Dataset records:
=-=-=-=-=
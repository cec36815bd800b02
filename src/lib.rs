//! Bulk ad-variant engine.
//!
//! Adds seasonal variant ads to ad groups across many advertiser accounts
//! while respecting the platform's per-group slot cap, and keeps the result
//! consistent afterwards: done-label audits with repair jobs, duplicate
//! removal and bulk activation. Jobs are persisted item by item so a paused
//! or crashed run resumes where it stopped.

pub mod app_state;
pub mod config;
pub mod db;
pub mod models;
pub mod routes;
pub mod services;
=-=-=-=-=
Each entry needs to be written out again, exactly as given.

repository cec36815bd800b02
filename src/lib.rs
//! Bulk ad-variant engine.
//!
//! Adds seasonal variant ads to ad groups across many advertiser accounts
//! while respecting the platform's per-group slot cap, and keeps the result
//! consistent afterwards: done-label audits with repair jobs, duplicate
//! removal and bulk activation. Jobs are persisted item by item so a paused
//! or crashed run resumes where it stopped.

pub mod app_state;
pub mod config;
pub mod db;
pub mod models;
pub mod routes;
pub mod services;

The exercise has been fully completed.